Data extracted from a collection:

- - -

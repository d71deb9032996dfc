//! CLI command implementations.
//!
//! Each submodule owns one or more related `Commands` variants:
//!
//! | Module         | Commands handled                              |
//! |----------------|-----------------------------------------------|
//! | `auth`         | `Login`, `Register`, `Logout`, `Whoami`       |
//! | `research`     | `Research`                                    |
//! | `advertorials` | `Advertorials`                                |
//! | `config`       | `Config`                                      |
//!
//! Commands are the "pages" of the client: protected ones run the route
//! guard first and own their `Unauthorized` handling.

pub mod advertorials;
pub mod auth;
pub mod config;
pub mod research;

pub use advertorials::cmd_advertorials;
pub use auth::{cmd_login, cmd_logout, cmd_register, cmd_whoami};
pub use config::cmd_config;
pub use research::cmd_research;

use anyhow::{Context, Result};
use serde::Serialize;
use std::sync::Arc;

use marketlens::config::Settings;
use marketlens::errors::TransportError;
use marketlens::session::{FileStorage, RouteGuard, Session, SessionStore};
use marketlens::ApiClient;

/// Everything a command needs, built once per invocation.
pub struct AppContext {
    pub settings: Settings,
    pub session: Arc<SessionStore>,
    pub client: Arc<ApiClient>,
    pub json: bool,
}

impl AppContext {
    pub fn new(settings: Settings, json: bool) -> Result<Self> {
        let storage = Arc::new(FileStorage::new(settings.storage_dir.clone()));
        let session = Arc::new(SessionStore::initialize(storage));
        let client = Arc::new(
            ApiClient::new(&settings, Arc::clone(&session)).context("Failed to set up API client")?,
        );
        Ok(Self {
            settings,
            session,
            client,
            json,
        })
    }

    /// Run the route guard; protected commands call this first.
    pub fn require_session(&self) -> Result<Session> {
        Ok(RouteGuard::default().check(&self.session)?)
    }

    /// Turn a transport failure into a command error. An `Unauthorized`
    /// response means the stored token is no good, so the session is dropped.
    pub fn transport_failure(&self, err: TransportError) -> anyhow::Error {
        if err.is_unauthorized() {
            self.session.clear_auth();
            anyhow::anyhow!(
                "Session expired or rejected ({}). Run `marketlens login` again.",
                err.message
            )
        } else {
            anyhow::Error::new(err)
        }
    }

    pub fn print_json<T: Serialize>(&self, value: &T) -> Result<()> {
        let out = serde_json::to_string_pretty(value).context("Failed to serialize output")?;
        println!("{}", out);
        Ok(())
    }
}
//! Drives generation cycles against an [`AdvertorialBackend`].
//!
//! A cycle runs on its own task: the create call, then the three fetches
//! issued together and awaited in completion order. Only the cycle task
//! writes state; each result goes through [`GenerationState::reduce`] under
//! the write lock, so concurrent completions never lose an update.
//!
//! Once [`AdvertorialOrchestrator::detach`] is called, results still in
//! flight are dropped on arrival and no further events are sent.

use futures::stream::{FuturesUnordered, StreamExt};
use serde::Serialize;
use std::sync::Arc;
use std::sync::atomic::{AtomicBool, Ordering};
use tokio::sync::{RwLock, broadcast};
use tokio::task::JoinHandle;
use tracing::{debug, info, warn};

use super::models::{AdvertorialVariant, GenerationRequest};
use super::state::{GenerationPhase, GenerationState, Transition};
use crate::errors::GenerationError;
use crate::transport::AdvertorialBackend;

/// Broadcast to views observing a cycle.
#[derive(Debug, Clone, PartialEq, Serialize)]
#[serde(tag = "event", rename_all = "snake_case")]
pub enum GenerationEvent {
    PhaseChanged {
        cycle: u64,
        phase: GenerationPhase,
    },
    SlotResolved {
        cycle: u64,
        variant: AdvertorialVariant,
        ok: bool,
    },
}

/// Shared between the orchestrator and its cycle tasks.
struct Shared {
    state: RwLock<GenerationState>,
    attached: AtomicBool,
    events: broadcast::Sender<GenerationEvent>,
}

impl Shared {
    fn emit(&self, event: GenerationEvent) {
        // No receivers is fine.
        let _ = self.events.send(event);
    }

    /// Apply a transition if the owner is still attached. Returns the new
    /// state when it was accepted.
    async fn apply(&self, transition: Transition) -> Option<GenerationState> {
        if !self.attached.load(Ordering::Acquire) {
            debug!(cycle = transition.cycle(), "detached; dropping result");
            return None;
        }
        let mut state = self.state.write().await;
        let next = state.reduce(transition)?;
        *state = next.clone();
        Some(next)
    }
}

pub struct AdvertorialOrchestrator<B: AdvertorialBackend + 'static> {
    backend: Arc<B>,
    shared: Arc<Shared>,
}

impl<B: AdvertorialBackend + 'static> AdvertorialOrchestrator<B> {
    pub fn new(backend: Arc<B>) -> Self {
        let (events, _) = broadcast::channel(32);
        Self {
            backend,
            shared: Arc::new(Shared {
                state: RwLock::new(GenerationState::default()),
                attached: AtomicBool::new(true),
                events,
            }),
        }
    }

    pub fn subscribe(&self) -> broadcast::Receiver<GenerationEvent> {
        self.shared.events.subscribe()
    }

    pub async fn snapshot(&self) -> GenerationState {
        self.shared.state.read().await.clone()
    }

    pub fn is_attached(&self) -> bool {
        self.shared.attached.load(Ordering::Acquire)
    }

    /// Stop accepting results. Cycles already running finish their calls but
    /// leave state untouched.
    pub fn detach(&self) {
        self.shared.attached.store(false, Ordering::Release);
    }

    /// Start a cycle. Rejected without side effects while another cycle is
    /// in flight or when the request is invalid.
    pub async fn submit(&self, request: GenerationRequest) -> Result<CycleHandle, GenerationError> {
        let cycle = {
            let mut state = self.shared.state.write().await;
            let next = state.submit(request.clone())?;
            let cycle = next.cycle;
            *state = next;
            cycle
        };
        info!(cycle, project_id = %request.project_id, "generation started");
        self.shared.emit(GenerationEvent::PhaseChanged {
            cycle,
            phase: GenerationPhase::Generating,
        });

        let backend = Arc::clone(&self.backend);
        let shared = Arc::clone(&self.shared);
        let handle = tokio::spawn(run_cycle(backend, Arc::clone(&shared), cycle, request));
        Ok(CycleHandle {
            cycle,
            handle,
            shared,
        })
    }
}

async fn run_cycle<B: AdvertorialBackend>(
    backend: Arc<B>,
    shared: Arc<Shared>,
    cycle: u64,
    request: GenerationRequest,
) {
    let created = backend
        .generate_advertorials(&request.project_id, &request.description)
        .await;
    let transition = match created {
        Ok(ids) => Transition::CreateSucceeded { cycle, ids },
        Err(error) => {
            warn!(cycle, error = %error, "advertorial creation failed");
            Transition::CreateFailed { cycle, error }
        }
    };
    let Some(state) = shared.apply(transition).await else {
        return;
    };
    shared.emit(GenerationEvent::PhaseChanged {
        cycle,
        phase: state.phase,
    });
    let Some(ids) = state.ids else {
        return;
    };

    let mut fetches: FuturesUnordered<_> = AdvertorialVariant::ALL
        .into_iter()
        .map(|variant| {
            let backend = Arc::clone(&backend);
            let project_id = request.project_id.clone();
            let id = ids.id_for(variant).clone();
            async move {
                let outcome = backend.fetch_advertorial(&project_id, &id).await;
                (variant, outcome)
            }
        })
        .collect();

    while let Some((variant, outcome)) = fetches.next().await {
        let ok = outcome.is_ok();
        if let Err(e) = &outcome {
            warn!(cycle, variant = %variant, error = %e, "advertorial fetch failed");
        }
        let Some(state) = shared
            .apply(Transition::SlotResolved {
                cycle,
                variant,
                outcome,
            })
            .await
        else {
            continue;
        };
        shared.emit(GenerationEvent::SlotResolved { cycle, variant, ok });
        if state.phase == GenerationPhase::Ready {
            info!(cycle, "generation ready");
            shared.emit(GenerationEvent::PhaseChanged {
                cycle,
                phase: GenerationPhase::Ready,
            });
        }
    }
}

/// Handle to a running cycle.
pub struct CycleHandle {
    cycle: u64,
    handle: JoinHandle<()>,
    shared: Arc<Shared>,
}

impl CycleHandle {
    pub fn cycle(&self) -> u64 {
        self.cycle
    }

    /// Wait for every call of the cycle to resolve and return the state.
    pub async fn finished(self) -> GenerationState {
        if let Err(e) = self.handle.await {
            warn!(cycle = self.cycle, error = %e, "generation task aborted");
        }
        self.shared.state.read().await.clone()
    }
}
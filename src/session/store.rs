//! The session store: the single source of truth for "who is logged in".
//!
//! Every write goes to durable storage first and only then to memory, under
//! one write lock, so no reader observes memory and storage disagreeing and
//! a reload right after `set_auth`/`clear_auth` sees the new state.
//!
//! Storage write failures are swallowed here. The session ends up empty
//! ("still logged out") and a warning is logged.

use serde::Serialize;
use std::sync::{Arc, PoisonError, RwLock};
use tokio::sync::broadcast;
use tracing::{debug, warn};

use super::storage::{SessionStorage, TOKEN_KEY, USER_KEY};
use crate::errors::SessionError;
use crate::models::User;

const EVENT_CHANNEL_CAPACITY: usize = 16;

/// The client's belief about who is logged in.
///
/// Token and user are either both present or both absent.
#[derive(Debug, Clone, Default, PartialEq, Serialize)]
pub struct Session {
    token: Option<String>,
    user: Option<User>,
}

impl Session {
    pub fn empty() -> Self {
        Self::default()
    }

    fn authenticated(token: String, user: User) -> Self {
        Self {
            token: Some(token),
            user: Some(user),
        }
    }

    pub fn token(&self) -> Option<&str> {
        self.token.as_deref()
    }

    pub fn user(&self) -> Option<&User> {
        self.user.as_ref()
    }

    pub fn is_authenticated(&self) -> bool {
        self.token.is_some()
    }
}

/// Emitted after storage has been written.
#[derive(Debug, Clone, PartialEq)]
pub enum SessionEvent {
    SignedIn { user: User },
    SignedOut,
}

pub struct SessionStore {
    storage: Arc<dyn SessionStorage>,
    session: RwLock<Session>,
    events: broadcast::Sender<SessionEvent>,
}

impl std::fmt::Debug for SessionStore {
    fn fmt(&self, f: &mut std::fmt::Formatter<'_>) -> std::fmt::Result {
        f.debug_struct("SessionStore")
            .field("authenticated", &self.is_authenticated())
            .finish()
    }
}

impl SessionStore {
    /// Read the persisted session. Never fails: missing, partial or
    /// malformed data yields the empty session.
    pub fn initialize(storage: Arc<dyn SessionStorage>) -> Self {
        let session = read_persisted(storage.as_ref());
        debug!(authenticated = session.is_authenticated(), "session initialized");
        let (events, _) = broadcast::channel(EVENT_CHANNEL_CAPACITY);
        Self {
            storage,
            session: RwLock::new(session),
            events,
        }
    }

    pub fn subscribe(&self) -> broadcast::Receiver<SessionEvent> {
        self.events.subscribe()
    }

    /// Snapshot of the current session.
    pub fn session(&self) -> Session {
        self.session
            .read()
            .unwrap_or_else(PoisonError::into_inner)
            .clone()
    }

    pub fn token(&self) -> Option<String> {
        self.session
            .read()
            .unwrap_or_else(PoisonError::into_inner)
            .token
            .clone()
    }

    pub fn user(&self) -> Option<User> {
        self.session
            .read()
            .unwrap_or_else(PoisonError::into_inner)
            .user
            .clone()
    }

    pub fn is_authenticated(&self) -> bool {
        self.session
            .read()
            .unwrap_or_else(PoisonError::into_inner)
            .is_authenticated()
    }

    /// Persist `token` + `user`, then publish them.
    ///
    /// Only `EmptyToken` is reported. A storage failure leaves the store
    /// logged out.
    pub fn set_auth(&self, token: &str, user: User) -> Result<(), SessionError> {
        if token.trim().is_empty() {
            return Err(SessionError::EmptyToken);
        }

        let mut session = self.session.write().unwrap_or_else(PoisonError::into_inner);
        match self.persist(token, &user) {
            Ok(()) => {
                *session = Session::authenticated(token.to_string(), user.clone());
                drop(session);
                debug!(user_id = %user.id, "session stored");
                let _ = self.events.send(SessionEvent::SignedIn { user });
            }
            Err(e) => {
                warn!(error = %e, "could not persist session; staying logged out");
                self.remove_keys();
                let was_authenticated = session.is_authenticated();
                *session = Session::empty();
                drop(session);
                if was_authenticated {
                    let _ = self.events.send(SessionEvent::SignedOut);
                }
            }
        }
        Ok(())
    }

    /// Remove the persisted session and reset memory.
    pub fn clear_auth(&self) {
        let mut session = self.session.write().unwrap_or_else(PoisonError::into_inner);
        self.remove_keys();
        let was_authenticated = session.is_authenticated();
        *session = Session::empty();
        drop(session);
        debug!("session cleared");
        if was_authenticated {
            let _ = self.events.send(SessionEvent::SignedOut);
        }
    }

    /// Re-read durable storage; external clearing is only noticed here.
    pub fn revalidate(&self) -> Session {
        let persisted = read_persisted(self.storage.as_ref());
        let mut session = self.session.write().unwrap_or_else(PoisonError::into_inner);
        if *session == persisted {
            return persisted;
        }
        *session = persisted.clone();
        drop(session);
        debug!(
            authenticated = persisted.is_authenticated(),
            "session changed in storage"
        );
        let event = match persisted.user() {
            Some(user) => SessionEvent::SignedIn { user: user.clone() },
            None => SessionEvent::SignedOut,
        };
        let _ = self.events.send(event);
        persisted
    }

    fn persist(&self, token: &str, user: &User) -> Result<(), SessionError> {
        let user_json = serde_json::to_string(user).map_err(|e| SessionError::Storage {
            key: USER_KEY.to_string(),
            source: e.into(),
        })?;
        self.storage
            .set(TOKEN_KEY, token)
            .map_err(|source| SessionError::Storage {
                key: TOKEN_KEY.to_string(),
                source,
            })?;
        self.storage
            .set(USER_KEY, &user_json)
            .map_err(|source| SessionError::Storage {
                key: USER_KEY.to_string(),
                source,
            })
    }

    fn remove_keys(&self) {
        for key in [TOKEN_KEY, USER_KEY] {
            if let Err(e) = self.storage.remove(key) {
                warn!(key, error = %e, "could not remove persisted session key");
            }
        }
    }
}

fn read_persisted(storage: &dyn SessionStorage) -> Session {
    let token = match storage.get(TOKEN_KEY) {
        Ok(Some(token)) if !token.trim().is_empty() => token,
        Ok(_) => return Session::empty(),
        Err(e) => {
            warn!(error = %e, "could not read persisted token");
            return Session::empty();
        }
    };
    let user = match storage.get(USER_KEY) {
        Ok(Some(raw)) => match serde_json::from_str::<User>(&raw) {
            Ok(user) => user,
            Err(e) => {
                warn!(error = %e, "persisted user is malformed; ignoring session");
                return Session::empty();
            }
        },
        Ok(None) => {
            debug!("persisted token without user; ignoring session");
            return Session::empty();
        }
        Err(e) => {
            warn!(error = %e, "could not read persisted user");
            return Session::empty();
        }
    };
    Session::authenticated(token, user)
}
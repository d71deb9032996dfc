pub mod icons;
pub mod render;
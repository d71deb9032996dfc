use serde::{Deserialize, Serialize};

use crate::models::RecordId;

/// A stored result of a past community-insight analysis.
#[derive(Debug, Clone, PartialEq, Serialize, Deserialize)]
pub struct ResearchRecord {
    pub id: RecordId,
    pub name: String,
    #[serde(default)]
    pub source: String,
    #[serde(default)]
    pub created_at: String,
    #[serde(default)]
    pub urls: Vec<String>,
    #[serde(default)]
    pub community_analysis: CommunityAnalysis,
    #[serde(default)]
    pub market_analysis: MarketAnalysis,
}

#[derive(Debug, Clone, Default, PartialEq, Serialize, Deserialize)]
pub struct CommunityAnalysis {
    #[serde(default)]
    pub insights: Vec<serde_json::Value>,
}

#[derive(Debug, Clone, Default, PartialEq, Serialize, Deserialize)]
pub struct MarketAnalysis {
    #[serde(default)]
    pub opportunities: Vec<serde_json::Value>,
}

/// Outcome of a URL analysis request.
#[derive(Debug, Clone, PartialEq, Serialize, Deserialize)]
pub struct AnalysisResult {
    #[serde(default)]
    pub success: bool,
    #[serde(default)]
    pub result: serde_json::Value,
}

#[cfg(test)]
mod tests {
    use super::*;

    #[test]
    fn test_record_deserialize_full() {
        let json = r#"{
            "id": "r1",
            "name": "Runners on reddit",
            "source": "reddit",
            "created_at": "2024-05-01T10:00:00Z",
            "urls": ["https://reddit.com/r/running", "https://reddit.com/r/ultra"],
            "community_analysis": {"insights": ["shin splints", {"topic": "shoes"}]},
            "market_analysis": {"opportunities": ["recovery gear"]}
        }"#;
        let record: ResearchRecord = serde_json::from_str(json).unwrap();
        assert_eq!(record.id.as_str(), "r1");
        assert_eq!(record.urls.len(), 2);
        assert_eq!(record.urls[0], "https://reddit.com/r/running");
        assert_eq!(record.community_analysis.insights.len(), 2);
        assert_eq!(record.market_analysis.opportunities.len(), 1);
    }

    #[test]
    fn test_record_deserialize_minimal() {
        let record: ResearchRecord = serde_json::from_str(r#"{"id": 7, "name": "n"}"#).unwrap();
        assert_eq!(record.id.as_str(), "7");
        assert!(record.urls.is_empty());
        assert!(record.community_analysis.insights.is_empty());
    }
}
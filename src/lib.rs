//! MarketLens client: session handling, research records and advertorial
//! generation against the MarketLens analysis service.

pub mod auth;
pub mod config;
pub mod errors;
pub mod generation;
pub mod logging;
pub mod models;
pub mod research;
pub mod session;
pub mod transport;
pub mod ui;

pub use auth::AuthFlow;
pub use config::Settings;
pub use errors::{TransportError, TransportErrorKind};
pub use session::SessionStore;
pub use transport::ApiClient;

- - -

*TRY IT*:
Only the lines with "Sender" are needed; find them in the records and copy each one.

*WRITTEN SOLUTION*:
    events: broadcast::Sender<GenerationEvent>,
    events: broadcast::Sender<SessionEvent>,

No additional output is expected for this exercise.